Markets heading to the new week in more upbeat mood
Barring a late-day sell-off on Friday, when this report was written, it looks like investors were feeling more upbeat ahead of the weekend than they did earlier in the week, when the rapid increase in coronavirus cases in Europe triggered lots of new restrictions and raised concerns over the economic recovery. But on Friday hopes over a vaccine rose after Pfizer said it could seek emergency-use authorization for its Covid-19 vaccine in the US by late November, provided the shot is shown to be effective. Also helping to offset growth concerns on Friday were the surprisingly stronger readings on US consumer sentiment and retail sales, adding to the better-than-expected earnings results from US banks earlier in the week.

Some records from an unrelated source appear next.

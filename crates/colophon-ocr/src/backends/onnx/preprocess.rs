use image::RgbImage;
use image::imageops::{self, FilterType};
use ndarray::Array4;

use crate::OcrError;

/// Resizes a cropped text line to `height`, keeping its aspect ratio up to
/// `max_width`, and writes it left-aligned into a zero-padded NCHW tensor
/// normalised to `[-1, 1]`.
pub(super) fn line_tensor(
    crop: &RgbImage,
    height: u32,
    max_width: u32,
) -> Result<Array4<f32>, OcrError> {
    let (crop_w, crop_h) = crop.dimensions();
    if crop_w == 0 || crop_h == 0 {
        return Err(OcrError::backend("cannot prepare an empty text line"));
    }
    let ratio = crop_w as f32 / crop_h as f32;
    let resized_w = ((height as f32 * ratio).ceil() as u32).clamp(1, max_width);
    let resized = imageops::resize(crop, resized_w, height, FilterType::Triangle);

    let plane = (height * max_width) as usize;
    let mut data = vec![0.0f32; plane * 3];
    for (x, y, pixel) in resized.enumerate_pixels() {
        let offset = y as usize * max_width as usize + x as usize;
        for channel in 0..3 {
            let value = pixel[2 - channel] as f32 / 255.0;
            data[channel * plane + offset] = (value - 0.5) / 0.5;
        }
    }

    Array4::from_shape_vec((1, 3, height as usize, max_width as usize), data)
        .map_err(|err| OcrError::backend(format!("failed to build line tensor: {err}")))
}

#[cfg(test)]
mod tests {
    use image::{Rgb, RgbImage};

    use super::line_tensor;

    #[test]
    fn pads_narrow_lines_with_zeros() {
        let crop = RgbImage::from_pixel(10, 10, Rgb([255, 255, 255]));
        let tensor = line_tensor(&crop, 48, 192).unwrap();
        assert_eq!(tensor.shape(), &[1, 3, 48, 192]);
        assert!((tensor[[0, 0, 0, 0]] - 1.0).abs() < 1e-6);
        assert_eq!(tensor[[0, 2, 47, 191]], 0.0);
    }

    #[test]
    fn wide_lines_are_squeezed_to_max_width() {
        let crop = RgbImage::from_pixel(1000, 10, Rgb([0, 0, 0]));
        let tensor = line_tensor(&crop, 48, 320).unwrap();
        assert_eq!(tensor.shape(), &[1, 3, 48, 320]);
        assert!((tensor[[0, 1, 20, 319]] + 1.0).abs() < 1e-6);
    }
}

Investors warming to potential Biden victory
Investors are evidently not too concerned about the prospects of higher taxes and heavier regulation under a Democratic government. Instead, they remain hopeful that a victory for Biden may actually mean more government spending as the Dems have shown in their willingness for a larger stimulus package. Does this imply that in the event of – what would be – a surprise victory for Trump, the markets may not react too positively this time around? Well, if a bi-partisan agreement on stimulus is not agreed upon before the election, then it is likely that the Republicans will opt for a smaller package if Trump is re-elected. This may disappoint the markets. So, the initial reaction to a surprise victory for Trump may not be positive, as investors price in lower government spending.

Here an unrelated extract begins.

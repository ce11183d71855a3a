pub mod app;
pub mod components;
pub mod theme;

pub use app::{ColophonApp, MainWindow};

The calmness of the markets may also be due to the fact, that as Biden’s lead continues to grow in the polls, investors are pricing out the prospects of a messy contested election result. But are they being irrationally too optimistic and under-pricing risk?
Virus and restrictions pose risk to stocks
While there is hope that a vaccine may be approved soon, a growing number of European countries have been taking urgent action to try and stem the spread of the virus as deaths have started to climb and hospitalisation in the UK has risen above the March levels. So far, we haven’t seen national lockdowns, but large cities in Europe have introduced new restrictions, including curfews. If the virus continues to spread and take more lives, more draconian measures may have to be implemented. So, the situation needs to be monitored very closely and things could change over the weekend, which means there is the potential for the markets to gap at the open on Sunday night.
Meanwhile as was the case in the first wave, the US could also be heading towards a second wave of infections like Europe. New virus cases here have topped 60,000 for the first time in more than two months, on Thursday. If the rate continues to climb, then US states may tighten restrictions furthers, crippling the economic recovery. Consequently, stocks may start to come under renewed pressure.
Brexit talks likely to drag on
On Friday, the UK Prime Minister Boris Johnson declared talks between the UK and EU over a post-Brexit trade agreement "over,” with Downing Street adding that there was "no point" in discussions continuing next week, unless the EU made fundamental change in their approach. The EU is willing to intensify discussions but will not agree to a deal "at any price". However, Boris Johnson did not say he’s walking away from negotiations completely and so talks will most likely resume in the week ahead, despite him saying discussions are over.
Central banks could become vocal on more stimulus
As US elections near, virus cases and deaths rise and Brexit uncertainty increases further, the stock markets may become more and more volatile in the weeks ahead as concerns grow over the economic recovery. As a result, central banks will likely become more vocal about providing additional monetary support in the weeks ahead. Underscoring this view, we have already seen benchmark government bond yields drop noticeably again, especially for European countries:
Source: ThinkMarkets and TradingView.com
If bond yields continue to fall, this should boost the appeal of lower-yielding or non-interest-bearing assets, such as gold and silver. But what about the euro, given the increasing risks of COVID-related restrictions across Europe, not to mention subdued economic activity and the potential for upcoming data releases to turn weak? The single currency may struggle at these levels if the ECB's easy-going attitude towards growth changes. Consequently, there is risk that the euro rally may unravel as investors price in the prospects of even looser monetary policy.